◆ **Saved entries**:
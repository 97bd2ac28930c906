//! GPIO assignment on the adapter's low byte (ADBUS0-7)
//!
//! The calibration cable wires the AVR's ISP header to channel A:
//!
//! | ADBUS | MPSSE role | Target    |
//! |-------|------------|-----------|
//! | 1     | TDI/DO     | MOSI      |
//! | 2     | TDO/DI     | MISO      |
//! | 3     | TMS/CS     | RESET     |
//! | 6     | GPIOL2     | buffer OE |
//!
//! The buffer enable is active low, so it is driven as an output at 0.

use bitflags::bitflags;

bitflags! {
    /// Lines on the low GPIO byte
    #[derive(Debug, Clone, Copy, PartialEq, Eq, Hash)]
    pub struct Pins: u8 {
        /// Host data out, carries the training clock (ADBUS1)
        const MOSI = 1 << 1;
        /// Target feedback, sampled by the host (ADBUS2)
        const MISO = 1 << 2;
        /// Target reset, active low (ADBUS3)
        const RST = 1 << 3;
        /// Level shifter output enable, active low (ADBUS6)
        const BUFF = 1 << 6;
    }
}

/// Lines the host drives during calibration
pub const DIRECTION: Pins = Pins::MOSI.union(Pins::BUFF).union(Pins::RST);

/// Output levels that hold the target in reset
pub const RESET_ASSERTED: Pins = Pins::MOSI;

/// Output levels that let the target run (also the idle state)
pub const RESET_RELEASED: Pins = Pins::MOSI.union(Pins::RST);

/// A value/direction pair for `SET_BITS_LOW`
#[derive(Debug, Clone, Copy, PartialEq, Eq)]
pub struct GpioState {
    /// Output levels
    pub value: Pins,
    /// Lines configured as outputs
    pub direction: Pins,
}

impl GpioState {
    /// Target held in reset, MOSI idling high
    pub const fn reset() -> Self {
        GpioState {
            value: RESET_ASSERTED,
            direction: DIRECTION,
        }
    }

    /// Target running, MOSI idling high
    pub const fn run() -> Self {
        GpioState {
            value: RESET_RELEASED,
            direction: DIRECTION,
        }
    }

    /// Whether this state drives the reset line low
    pub fn holds_reset(&self) -> bool {
        self.direction.contains(Pins::RST) && !self.value.contains(Pins::RST)
    }

    /// Decode the two argument bytes of `SET_BITS_LOW`
    pub fn from_bits(value: u8, direction: u8) -> Self {
        GpioState {
            value: Pins::from_bits_retain(value),
            direction: Pins::from_bits_retain(direction),
        }
    }
}

#[cfg(test)]
mod tests {
    use super::*;

    #[test]
    fn test_pin_bytes() {
        assert_eq!(DIRECTION.bits(), 0x4A);
        assert_eq!(RESET_ASSERTED.bits(), 0x02);
        assert_eq!(RESET_RELEASED.bits(), 0x0A);
        assert!(!DIRECTION.contains(Pins::MISO));
    }

    #[test]
    fn test_reset_state() {
        assert!(GpioState::reset().holds_reset());
        assert!(!GpioState::run().holds_reset());
        // Reset as input floats high through the target's pull-up
        assert!(!GpioState::from_bits(0x00, 0x00).holds_reset());
        assert_eq!(GpioState::from_bits(0x0A, 0x4A), GpioState::run());
    }
}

◆ **Assigned task**: Would you retype the lines of the data above, from the one holding "pub const fn run()" through its final line, exactly and without adding any other line?

◆ **Response box**:
    pub const fn run() -> Self {
        GpioState {
            value: RESET_RELEASED,
            direction: DIRECTION,
        }
    }

    /// Whether this state drives the reset line low
    pub fn holds_reset(&self) -> bool {
        self.direction.contains(Pins::RST) && !self.value.contains(Pins::RST)
    }

    /// Decode the two argument bytes of `SET_BITS_LOW`
    pub fn from_bits(value: u8, direction: u8) -> Self {
        GpioState {
            value: Pins::from_bits_retain(value),
            direction: Pins::from_bits_retain(direction),
        }
    }
}

#[cfg(test)]
mod tests {
    use super::*;

    #[test]
    fn test_pin_bytes() {
        assert_eq!(DIRECTION.bits(), 0x4A);
        assert_eq!(RESET_ASSERTED.bits(), 0x02);
        assert_eq!(RESET_RELEASED.bits(), 0x0A);
        assert!(!DIRECTION.contains(Pins::MISO));
    }

    #[test]
    fn test_reset_state() {
        assert!(GpioState::reset().holds_reset());
        assert!(!GpioState::run().holds_reset());
        // Reset as input floats high through the target's pull-up
        assert!(!GpioState::from_bits(0x00, 0x00).holds_reset());
        assert_eq!(GpioState::from_bits(0x0A, 0x4A), GpioState::run());
    }
}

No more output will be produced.